══ Available records ══
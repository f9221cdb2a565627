//! Contract handle: method dispatch, receipt translation, query rollback.
//!
//! The method table is fixed at construction from the ABI; dispatch is by
//! source-side function name. Read-only calls run as real invokes bracketed
//! by a state snapshot and restore, serialized per backend so concurrent
//! queries cannot restore each other's snapshots.

use once_cell::sync::Lazy;
use std::collections::HashMap;
use std::sync::{Arc, Mutex as StdMutex, Weak};
use tokio::sync::Mutex;
use tracing::{debug, instrument};
use uuid::Uuid;

use starkbridge_transcode::abi::abi_encode;
use starkbridge_transcode::{decode, encode, EventRegistry};
use starkbridge_types::{Abi, Felt, Function, Param, SolValue};

use crate::backend::{BackendReceipt, SnapshotBackend};
use crate::errors::{translate_failure, Result, SdkError};
use crate::types::{CallReceipt, EventLog, InvokeOptions};

/// Query locks keyed by backend instance. The snapshot window must be
/// serialized per backend, not per handle: two contracts sharing a backend
/// would otherwise restore each other's snapshots.
static QUERY_LOCKS: Lazy<StdMutex<HashMap<usize, Weak<Mutex<()>>>>> =
    Lazy::new(|| StdMutex::new(HashMap::new()));

fn query_lock_for<B>(backend: &Arc<B>) -> Arc<Mutex<()>> {
    let key = Arc::as_ptr(backend) as usize;
    let mut locks = QUERY_LOCKS.lock().unwrap_or_else(|e| e.into_inner());
    locks.retain(|_, weak| weak.strong_count() > 0);
    if let Some(lock) = locks.get(&key).and_then(Weak::upgrade) {
        return lock;
    }
    let lock = Arc::new(Mutex::new(()));
    locks.insert(key, Arc::downgrade(&lock));
    lock
}

/// How a method executes.
#[derive(Debug, Clone, Copy, PartialEq, Eq)]
pub enum CallKind {
    /// State-changing call, submitted as-is.
    Invoke,
    /// Read-only call, executed under snapshot rollback.
    Query,
}

/// One dispatchable method.
#[derive(Debug, Clone)]
pub struct Method {
    pub name: String,
    /// Destination entrypoint, the source name suffixed with the selector.
    pub entrypoint: String,
    pub selector: [u8; 4],
    pub inputs: Vec<Param>,
    pub outputs: Vec<Param>,
    pub kind: CallKind,
}

impl Method {
    fn from_function(function: &Function) -> Self {
        let selector = function.selector();
        Self {
            name: function.name.clone(),
            entrypoint: format!("{}_{}", function.name, hex::encode(selector)),
            selector,
            inputs: function.inputs.clone(),
            outputs: function.outputs.clone(),
            kind: if function.state_mutability.is_readonly() {
                CallKind::Query
            } else {
                CallKind::Invoke
            },
        }
    }
}

/// Handle to one deployed contract.
pub struct Contract<B> {
    backend: Arc<B>,
    address: Felt,
    methods: HashMap<String, Method>,
    events: EventRegistry,
    query_lock: Arc<Mutex<()>>,
}

impl<B> Contract<B> {
    /// Build the handle, deriving the method table and event registry from
    /// the ABI.
    pub fn new(backend: Arc<B>, address: Felt, abi: &Abi) -> Self {
        let mut methods: HashMap<String, Method> = HashMap::new();
        for function in &abi.functions {
            // on duplicate base names the first declaration wins
            methods
                .entry(function.name.clone())
                .or_insert_with(|| Method::from_function(function));
        }
        Self {
            query_lock: query_lock_for(&backend),
            backend,
            address,
            methods,
            events: EventRegistry::from_events(&abi.events),
        }
    }

    pub fn address(&self) -> &Felt {
        &self.address
    }

    /// Look up a method by source name.
    pub fn method(&self, name: &str) -> Result<&Method> {
        self.methods
            .get(name)
            .ok_or_else(|| SdkError::UnknownFunction(name.to_string()))
    }

    /// The whole method table, for callers preferring uniform dispatch.
    pub fn methods(&self) -> &HashMap<String, Method> {
        &self.methods
    }

    pub fn events(&self) -> &EventRegistry {
        &self.events
    }
}

impl<B: SnapshotBackend> Contract<B> {
    /// Dispatch by the method's declared mutability: queries roll back,
    /// everything else is a plain invoke. Invokes return their decoded
    /// output too, queries synthesize an empty receipt.
    pub async fn call(
        &self,
        name: &str,
        args: &[SolValue],
        options: InvokeOptions,
    ) -> Result<(SolValue, Option<CallReceipt>)> {
        match self.method(name)?.kind {
            CallKind::Query => Ok((self.query(name, args).await?, None)),
            CallKind::Invoke => {
                let receipt = self.invoke(name, args, options).await?;
                let method = self.method(name)?;
                let output = decode(&method.outputs, &receipt.return_data)?;
                Ok((output, Some(receipt)))
            }
        }
    }

    /// Submit a state-changing call and wait for its receipt.
    #[instrument(skip(self, args, options), fields(contract = %self.address))]
    pub async fn invoke(
        &self,
        name: &str,
        args: &[SolValue],
        options: InvokeOptions,
    ) -> Result<CallReceipt> {
        let method = self.method(name)?;
        let calldata = encode(&method.inputs, args)?;
        // what the same call would have looked like on the source chain
        let mut eth_calldata = method.selector.to_vec();
        eth_calldata.extend(abi_encode(&method.inputs, args)?);

        let transaction_hash = self
            .backend
            .submit_invoke(&self.address, &method.entrypoint, &calldata, &options)
            .await?;
        let receipt = self.backend.wait_for_inclusion(&transaction_hash).await?;

        if let Some(failure) = &receipt.failure_reason {
            return Err(translate_failure(failure));
        }
        self.translate_receipt(receipt, eth_calldata).await
    }

    /// Execute a read-only call under snapshot rollback and decode its
    /// return value.
    ///
    /// The state is dumped under a fresh tag, the call runs for real, and
    /// the dump is restored whether the call succeeded or not. Queries
    /// against the same backend are serialized, across handles too.
    #[instrument(skip(self, args), fields(contract = %self.address))]
    pub async fn query(&self, name: &str, args: &[SolValue]) -> Result<SolValue> {
        let method = self.method(name)?;
        let calldata = encode(&method.inputs, args)?;

        let _guard = self.query_lock.lock().await;
        let tag = format!("query-{}", Uuid::new_v4());
        self.backend.dump(&tag).await?;
        debug!(%tag, method = name, "query snapshot taken");

        let outcome = self.run_query(method, &calldata).await;
        // the restore must happen even when the call failed
        self.backend.load(&tag).await?;

        outcome
    }

    async fn run_query(&self, method: &Method, calldata: &[Felt]) -> Result<SolValue> {
        let transaction_hash = self
            .backend
            .submit_invoke(
                &self.address,
                &method.entrypoint,
                calldata,
                &InvokeOptions::default(),
            )
            .await?;
        let receipt = self.backend.wait_for_inclusion(&transaction_hash).await?;

        if let Some(failure) = &receipt.failure_reason {
            return Err(translate_failure(failure));
        }
        Ok(decode(&method.outputs, &receipt.result)?)
    }

    /// Assemble the caller-facing receipt: confirmations against the
    /// current head and decoded logs for this contract's own events.
    async fn translate_receipt(
        &self,
        receipt: BackendReceipt,
        calldata: Vec<u8>,
    ) -> Result<CallReceipt> {
        let head = self.backend.block_number().await?;
        let confirmations = head.saturating_sub(receipt.block_number) + 1;

        let mut events = Vec::new();
        for emitted in &receipt.events {
            // other contracts' events and unregistered tags are skipped
            if emitted.from_address != self.address {
                continue;
            }
            let Some(tag) = emitted.keys.first() else {
                continue;
            };
            if let Some(decoded) = self.events.decode_event(tag, &emitted.data)? {
                events.push(EventLog {
                    address: emitted.from_address.clone(),
                    block_number: receipt.block_number,
                    block_hash: receipt.block_hash.clone(),
                    log_index: events.len() as u64,
                    tag: decoded.tag,
                    name: decoded.name,
                    args: decoded.args,
                    data: decoded.data,
                    topic: decoded.topic,
                });
            }
        }

        Ok(CallReceipt {
            transaction_hash: receipt.transaction_hash,
            block_number: receipt.block_number,
            block_hash: receipt.block_hash,
            from: receipt.caller,
            gas_used: receipt.resources.gas_equivalent(),
            confirmations,
            events,
            return_data: receipt.result,
            calldata,
        })
    }
}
═══
What is required.
Each line of the material should be duplicated exactly, please.

Result for this exercise.
repository f9221cdb2a565627
//! Contract handle: method dispatch, receipt translation, query rollback.
//!
//! The method table is fixed at construction from the ABI; dispatch is by
//! source-side function name. Read-only calls run as real invokes bracketed
//! by a state snapshot and restore, serialized per backend so concurrent
//! queries cannot restore each other's snapshots.

use once_cell::sync::Lazy;
use std::collections::HashMap;
use std::sync::{Arc, Mutex as StdMutex, Weak};
use tokio::sync::Mutex;
use tracing::{debug, instrument};
use uuid::Uuid;

use starkbridge_transcode::abi::abi_encode;
use starkbridge_transcode::{decode, encode, EventRegistry};
use starkbridge_types::{Abi, Felt, Function, Param, SolValue};

use crate::backend::{BackendReceipt, SnapshotBackend};
use crate::errors::{translate_failure, Result, SdkError};
use crate::types::{CallReceipt, EventLog, InvokeOptions};

/// Query locks keyed by backend instance. The snapshot window must be
/// serialized per backend, not per handle: two contracts sharing a backend
/// would otherwise restore each other's snapshots.
static QUERY_LOCKS: Lazy<StdMutex<HashMap<usize, Weak<Mutex<()>>>>> =
    Lazy::new(|| StdMutex::new(HashMap::new()));

fn query_lock_for<B>(backend: &Arc<B>) -> Arc<Mutex<()>> {
    let key = Arc::as_ptr(backend) as usize;
    let mut locks = QUERY_LOCKS.lock().unwrap_or_else(|e| e.into_inner());
    locks.retain(|_, weak| weak.strong_count() > 0);
    if let Some(lock) = locks.get(&key).and_then(Weak::upgrade) {
        return lock;
    }
    let lock = Arc::new(Mutex::new(()));
    locks.insert(key, Arc::downgrade(&lock));
    lock
}

/// How a method executes.
#[derive(Debug, Clone, Copy, PartialEq, Eq)]
pub enum CallKind {
    /// State-changing call, submitted as-is.
    Invoke,
    /// Read-only call, executed under snapshot rollback.
    Query,
}

/// One dispatchable method.
#[derive(Debug, Clone)]
pub struct Method {
    pub name: String,
    /// Destination entrypoint, the source name suffixed with the selector.
    pub entrypoint: String,
    pub selector: [u8; 4],
    pub inputs: Vec<Param>,
    pub outputs: Vec<Param>,
    pub kind: CallKind,
}

impl Method {
    fn from_function(function: &Function) -> Self {
        let selector = function.selector();
        Self {
            name: function.name.clone(),
            entrypoint: format!("{}_{}", function.name, hex::encode(selector)),
            selector,
            inputs: function.inputs.clone(),
            outputs: function.outputs.clone(),
            kind: if function.state_mutability.is_readonly() {
                CallKind::Query
            } else {
                CallKind::Invoke
            },
        }
    }
}

/// Handle to one deployed contract.
pub struct Contract<B> {
    backend: Arc<B>,
    address: Felt,
    methods: HashMap<String, Method>,
    events: EventRegistry,
    query_lock: Arc<Mutex<()>>,
}

impl<B> Contract<B> {
    /// Build the handle, deriving the method table and event registry from
    /// the ABI.
    pub fn new(backend: Arc<B>, address: Felt, abi: &Abi) -> Self {
        let mut methods: HashMap<String, Method> = HashMap::new();
        for function in &abi.functions {
            // on duplicate base names the first declaration wins
            methods
                .entry(function.name.clone())
                .or_insert_with(|| Method::from_function(function));
        }
        Self {
            query_lock: query_lock_for(&backend),
            backend,
            address,
            methods,
            events: EventRegistry::from_events(&abi.events),
        }
    }

    pub fn address(&self) -> &Felt {
        &self.address
    }

    /// Look up a method by source name.
    pub fn method(&self, name: &str) -> Result<&Method> {
        self.methods
            .get(name)
            .ok_or_else(|| SdkError::UnknownFunction(name.to_string()))
    }

    /// The whole method table, for callers preferring uniform dispatch.
    pub fn methods(&self) -> &HashMap<String, Method> {
        &self.methods
    }

    pub fn events(&self) -> &EventRegistry {
        &self.events
    }
}

impl<B: SnapshotBackend> Contract<B> {
    /// Dispatch by the method's declared mutability: queries roll back,
    /// everything else is a plain invoke. Invokes return their decoded
    /// output too, queries synthesize an empty receipt.
    pub async fn call(
        &self,
        name: &str,
        args: &[SolValue],
        options: InvokeOptions,
    ) -> Result<(SolValue, Option<CallReceipt>)> {
        match self.method(name)?.kind {
            CallKind::Query => Ok((self.query(name, args).await?, None)),
            CallKind::Invoke => {
                let receipt = self.invoke(name, args, options).await?;
                let method = self.method(name)?;
                let output = decode(&method.outputs, &receipt.return_data)?;
                Ok((output, Some(receipt)))
            }
        }
    }

    /// Submit a state-changing call and wait for its receipt.
    #[instrument(skip(self, args, options), fields(contract = %self.address))]
    pub async fn invoke(
        &self,
        name: &str,
        args: &[SolValue],
        options: InvokeOptions,
    ) -> Result<CallReceipt> {
        let method = self.method(name)?;
        let calldata = encode(&method.inputs, args)?;
        // what the same call would have looked like on the source chain
        let mut eth_calldata = method.selector.to_vec();
        eth_calldata.extend(abi_encode(&method.inputs, args)?);

        let transaction_hash = self
            .backend
            .submit_invoke(&self.address, &method.entrypoint, &calldata, &options)
            .await?;
        let receipt = self.backend.wait_for_inclusion(&transaction_hash).await?;

        if let Some(failure) = &receipt.failure_reason {
            return Err(translate_failure(failure));
        }
        self.translate_receipt(receipt, eth_calldata).await
    }

    /// Execute a read-only call under snapshot rollback and decode its
    /// return value.
    ///
    /// The state is dumped under a fresh tag, the call runs for real, and
    /// the dump is restored whether the call succeeded or not. Queries
    /// against the same backend are serialized, across handles too.
    #[instrument(skip(self, args), fields(contract = %self.address))]
    pub async fn query(&self, name: &str, args: &[SolValue]) -> Result<SolValue> {
        let method = self.method(name)?;
        let calldata = encode(&method.inputs, args)?;

        let _guard = self.query_lock.lock().await;
        let tag = format!("query-{}", Uuid::new_v4());
        self.backend.dump(&tag).await?;
        debug!(%tag, method = name, "query snapshot taken");

        let outcome = self.run_query(method, &calldata).await;
        // the restore must happen even when the call failed
        self.backend.load(&tag).await?;

        outcome
    }

    async fn run_query(&self, method: &Method, calldata: &[Felt]) -> Result<SolValue> {
        let transaction_hash = self
            .backend
            .submit_invoke(
                &self.address,
                &method.entrypoint,
                calldata,
                &InvokeOptions::default(),
            )
            .await?;
        let receipt = self.backend.wait_for_inclusion(&transaction_hash).await?;

        if let Some(failure) = &receipt.failure_reason {
            return Err(translate_failure(failure));
        }
        Ok(decode(&method.outputs, &receipt.result)?)
    }

    /// Assemble the caller-facing receipt: confirmations against the
    /// current head and decoded logs for this contract's own events.
    async fn translate_receipt(
        &self,
        receipt: BackendReceipt,
        calldata: Vec<u8>,
    ) -> Result<CallReceipt> {
        let head = self.backend.block_number().await?;
        let confirmations = head.saturating_sub(receipt.block_number) + 1;

        let mut events = Vec::new();
        for emitted in &receipt.events {
            // other contracts' events and unregistered tags are skipped
            if emitted.from_address != self.address {
                continue;
            }
            let Some(tag) = emitted.keys.first() else {
                continue;
            };
            if let Some(decoded) = self.events.decode_event(tag, &emitted.data)? {
                events.push(EventLog {
                    address: emitted.from_address.clone(),
                    block_number: receipt.block_number,
                    block_hash: receipt.block_hash.clone(),
                    log_index: events.len() as u64,
                    tag: decoded.tag,
                    name: decoded.name,
                    args: decoded.args,
                    data: decoded.data,
                    topic: decoded.topic,
                });
            }
        }

        Ok(CallReceipt {
            transaction_hash: receipt.transaction_hash,
            block_number: receipt.block_number,
            block_hash: receipt.block_hash,
            from: receipt.caller,
            gas_used: receipt.resources.gas_equivalent(),
            confirmations,
            events,
            return_data: receipt.result,
            calldata,
        })
    }
}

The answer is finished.